(Dataset excerpts)
_____
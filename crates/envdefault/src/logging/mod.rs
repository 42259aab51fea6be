//! Colorized console logging on top of `tracing`.
//!
//! Requires the `console` feature (enabled by default).
//!
//! - [`ConsoleFormat`] - `LEVEL\tTIMESTAMP\tmessage` event format
//! - [`init`] / [`try_init`] - install a stderr subscriber at `info`
//! - [`error_at`] / [`fatal_at`] - log an error with caller locations
//!
//! # Example
//!
//! ```rust,ignore
//! use envdefault::logging;
//!
//! logging::init();
//!
//! if let Err(err) = Config::from_env_default() {
//!     logging::fatal_at(&err, "loading config");
//! }
//! ```

mod caller;
mod format;

pub use caller::{LogErrorExt, error_at, error_skip, fatal_at, set_error_skip};
pub use format::{ConsoleFormat, TIMESTAMP_FORMAT, render_line};

use thiserror::Error as ThisError;
use tracing::Subscriber;
use tracing::level_filters::LevelFilter;
use tracing_subscriber::EnvFilter;
use tracing_subscriber::layer::{Layer, SubscriberExt};
use tracing_subscriber::registry::LookupSpan;
use tracing_subscriber::util::{SubscriberInitExt, TryInitError};

/// Error returned by [`try_init`].
#[derive(Debug, ThisError)]
#[error("failed to install the console logger: {0}")]
pub struct LogInitError(#[from] TryInitError);

/// A `fmt` layer writing [`ConsoleFormat`] lines to stderr.
pub fn layer<S>() -> impl Layer<S>
where
    S: Subscriber + for<'a> LookupSpan<'a>,
{
    tracing_subscriber::fmt::layer()
        .event_format(ConsoleFormat::new())
        .with_writer(std::io::stderr)
}

/// Installs the console logger as the global default.
///
/// The level defaults to `info` and can be overridden with `RUST_LOG`.
///
/// # Errors
///
/// Returns [`LogInitError`] if a global subscriber is already installed.
pub fn try_init() -> Result<(), LogInitError> {
    try_init_with_level(LevelFilter::INFO)
}

/// Like [`try_init`], with an explicit default level.
///
/// # Errors
///
/// Returns [`LogInitError`] if a global subscriber is already installed.
pub fn try_init_with_level(level: LevelFilter) -> Result<(), LogInitError> {
    let filter = EnvFilter::builder()
        .with_default_directive(level.into())
        .from_env_lossy();

    tracing_subscriber::registry()
        .with(layer().with_filter(filter))
        .try_init()?;

    Ok(())
}

/// Installs the console logger, keeping any subscriber already installed.
pub fn init() {
    if let Err(err) = try_init() {
        tracing::debug!(%err, "console logger not installed");
    }
}
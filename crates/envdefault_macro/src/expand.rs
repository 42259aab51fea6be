//! Macro expansion for `#[derive(EnvDefault)]`.
//!
//! Generates an `impl ::envdefault::EnvDefault` containing:
//!
//! - `PREFIX` - from `#[env_default(prefix = "...")]`, if present
//! - `FIELDS` - one `::envdefault::Field` per named field, in declaration order
//!
//! The loading logic itself lives in the runtime crate; the generated code
//! only describes the struct.

use proc_macro2::TokenStream as QuoteStream;
use quote::quote;
use syn::{
    Data, DeriveInput, Error as SynError, Fields, FieldsNamed, Generics, Result as SynResult,
    parse_quote,
};

use crate::field::FieldPlan;
use crate::parse::EnvDefaultAttr;

/// Entry point for the derive.
pub struct Expander;

impl Expander {
    /// Expand the derive input into the trait implementation.
    pub fn expand(input: &DeriveInput) -> SynResult<QuoteStream> {
        let struct_name = &input.ident;
        let generics = Self::with_static_bounds(&input.generics);
        let (impl_generics, ty_generics, where_clause) = generics.split_for_impl();

        let struct_attr = EnvDefaultAttr::parse_from_struct(input)?;
        let fields = Self::extract_struct_fields(input)?;

        let plans = fields
            .named
            .iter()
            .map(FieldPlan::new)
            .collect::<SynResult<Vec<_>>>()?;

        let entries = plans.iter().map(FieldPlan::entry);

        let prefix = match struct_attr.prefix.as_deref() {
            Some(prefix) => quote! { ::core::option::Option::Some(#prefix) },
            None => quote! { ::core::option::Option::None },
        };

        Ok(quote! {
            #[automatically_derived]
            impl #impl_generics ::envdefault::EnvDefault for #struct_name #ty_generics #where_clause {
                const PREFIX: ::core::option::Option<&'static str> = #prefix;

                const FIELDS: &'static [::envdefault::Field<Self>] = &[
                    #(#entries),*
                ];
            }
        })
    }

    /// Adds `'static` bounds for every generic parameter.
    ///
    /// The field table is a `&'static [Field<Self>]`, so `Self` must be
    /// `'static`.
    fn with_static_bounds(generics: &Generics) -> Generics {
        let mut bounded = generics.clone();
        let where_clause = bounded.make_where_clause();

        for param in generics.type_params() {
            let ident = &param.ident;
            where_clause.predicates.push(parse_quote!(#ident: 'static));
        }

        for param in generics.lifetimes() {
            let lifetime = &param.lifetime;
            where_clause.predicates.push(parse_quote!(#lifetime: 'static));
        }

        bounded
    }

    /// Ensures the input is a struct with named fields.
    fn extract_struct_fields(input: &DeriveInput) -> SynResult<&FieldsNamed> {
        match &input.data {
            Data::Struct(data) => match &data.fields {
                Fields::Named(fields) => Ok(fields),

                Fields::Unnamed(_) => Err(SynError::new_spanned(
                    &input.ident,
                    "EnvDefault does not support tuple structs.\n\
                     Use a struct with named fields instead:\n\
                     struct Config { pub field: Type }",
                )),

                Fields::Unit => Err(SynError::new_spanned(
                    &input.ident,
                    "EnvDefault does not support unit structs.\n\
                     Add at least one field:\n\
                     struct Config { pub field: Type }",
                )),
            },

            Data::Enum(_) => Err(SynError::new_spanned(
                &input.ident,
                "EnvDefault can only be derived for structs, not enums.",
            )),

            Data::Union(_) => Err(SynError::new_spanned(
                &input.ident,
                "EnvDefault can only be derived for structs, not unions.",
            )),
        }
    }
}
_____
Reproduce every line above without error.

filename crates/envdefault/src/logging/mod.rs
repository 42259aab51fea6be
//! Colorized console logging on top of `tracing`.
//!
//! Requires the `console` feature (enabled by default).
//!
//! - [`ConsoleFormat`] - `LEVEL\tTIMESTAMP\tmessage` event format
//! - [`init`] / [`try_init`] - install a stderr subscriber at `info`
//! - [`error_at`] / [`fatal_at`] - log an error with caller locations
//!
//! # Example
//!
//! ```rust,ignore
//! use envdefault::logging;
//!
//! logging::init();
//!
//! if let Err(err) = Config::from_env_default() {
//!     logging::fatal_at(&err, "loading config");
//! }
//! ```

mod caller;
mod format;

pub use caller::{LogErrorExt, error_at, error_skip, fatal_at, set_error_skip};
pub use format::{ConsoleFormat, TIMESTAMP_FORMAT, render_line};

use thiserror::Error as ThisError;
use tracing::Subscriber;
use tracing::level_filters::LevelFilter;
use tracing_subscriber::EnvFilter;
use tracing_subscriber::layer::{Layer, SubscriberExt};
use tracing_subscriber::registry::LookupSpan;
use tracing_subscriber::util::{SubscriberInitExt, TryInitError};

/// Error returned by [`try_init`].
#[derive(Debug, ThisError)]
#[error("failed to install the console logger: {0}")]
pub struct LogInitError(#[from] TryInitError);

/// A `fmt` layer writing [`ConsoleFormat`] lines to stderr.
pub fn layer<S>() -> impl Layer<S>
where
    S: Subscriber + for<'a> LookupSpan<'a>,
{
    tracing_subscriber::fmt::layer()
        .event_format(ConsoleFormat::new())
        .with_writer(std::io::stderr)
}

/// Installs the console logger as the global default.
///
/// The level defaults to `info` and can be overridden with `RUST_LOG`.
///
/// # Errors
///
/// Returns [`LogInitError`] if a global subscriber is already installed.
pub fn try_init() -> Result<(), LogInitError> {
    try_init_with_level(LevelFilter::INFO)
}

/// Like [`try_init`], with an explicit default level.
///
/// # Errors
///
/// Returns [`LogInitError`] if a global subscriber is already installed.
pub fn try_init_with_level(level: LevelFilter) -> Result<(), LogInitError> {
    let filter = EnvFilter::builder()
        .with_default_directive(level.into())
        .from_env_lossy();

    tracing_subscriber::registry()
        .with(layer().with_filter(filter))
        .try_init()?;

    Ok(())
}

/// Installs the console logger, keeping any subscriber already installed.
pub fn init() {
    if let Err(err) = try_init() {
        tracing::debug!(%err, "console logger not installed");
    }
}
filename crates/envdefault_macro/src/expand.rs
repository 42259aab51fea6be
//! Macro expansion for `#[derive(EnvDefault)]`.
//!
//! Generates an `impl ::envdefault::EnvDefault` containing:
//!
//! - `PREFIX` - from `#[env_default(prefix = "...")]`, if present
//! - `FIELDS` - one `::envdefault::Field` per named field, in declaration order
//!
//! The loading logic itself lives in the runtime crate; the generated code
//! only describes the struct.

use proc_macro2::TokenStream as QuoteStream;
use quote::quote;
use syn::{
    Data, DeriveInput, Error as SynError, Fields, FieldsNamed, Generics, Result as SynResult,
    parse_quote,
};

use crate::field::FieldPlan;
use crate::parse::EnvDefaultAttr;

/// Entry point for the derive.
pub struct Expander;

impl Expander {
    /// Expand the derive input into the trait implementation.
    pub fn expand(input: &DeriveInput) -> SynResult<QuoteStream> {
        let struct_name = &input.ident;
        let generics = Self::with_static_bounds(&input.generics);
        let (impl_generics, ty_generics, where_clause) = generics.split_for_impl();

        let struct_attr = EnvDefaultAttr::parse_from_struct(input)?;
        let fields = Self::extract_struct_fields(input)?;

        let plans = fields
            .named
            .iter()
            .map(FieldPlan::new)
            .collect::<SynResult<Vec<_>>>()?;

        let entries = plans.iter().map(FieldPlan::entry);

        let prefix = match struct_attr.prefix.as_deref() {
            Some(prefix) => quote! { ::core::option::Option::Some(#prefix) },
            None => quote! { ::core::option::Option::None },
        };

        Ok(quote! {
            #[automatically_derived]
            impl #impl_generics ::envdefault::EnvDefault for #struct_name #ty_generics #where_clause {
                const PREFIX: ::core::option::Option<&'static str> = #prefix;

                const FIELDS: &'static [::envdefault::Field<Self>] = &[
                    #(#entries),*
                ];
            }
        })
    }

    /// Adds `'static` bounds for every generic parameter.
    ///
    /// The field table is a `&'static [Field<Self>]`, so `Self` must be
    /// `'static`.
    fn with_static_bounds(generics: &Generics) -> Generics {
        let mut bounded = generics.clone();
        let where_clause = bounded.make_where_clause();

        for param in generics.type_params() {
            let ident = &param.ident;
            where_clause.predicates.push(parse_quote!(#ident: 'static));
        }

        for param in generics.lifetimes() {
            let lifetime = &param.lifetime;
            where_clause.predicates.push(parse_quote!(#lifetime: 'static));
        }

        bounded
    }

    /// Ensures the input is a struct with named fields.
    fn extract_struct_fields(input: &DeriveInput) -> SynResult<&FieldsNamed> {
        match &input.data {
            Data::Struct(data) => match &data.fields {
                Fields::Named(fields) => Ok(fields),

                Fields::Unnamed(_) => Err(SynError::new_spanned(
                    &input.ident,
                    "EnvDefault does not support tuple structs.\n\
                     Use a struct with named fields instead:\n\
                     struct Config { pub field: Type }",
                )),

                Fields::Unit => Err(SynError::new_spanned(
                    &input.ident,
                    "EnvDefault does not support unit structs.\n\
                     Add at least one field:\n\
                     struct Config { pub field: Type }",
                )),
            },

            Data::Enum(_) => Err(SynError::new_spanned(
                &input.ident,
                "EnvDefault can only be derived for structs, not enums.",
            )),

            Data::Union(_) => Err(SynError::new_spanned(
                &input.ident,
                "EnvDefault can only be derived for structs, not unions.",
            )),
        }
    }
}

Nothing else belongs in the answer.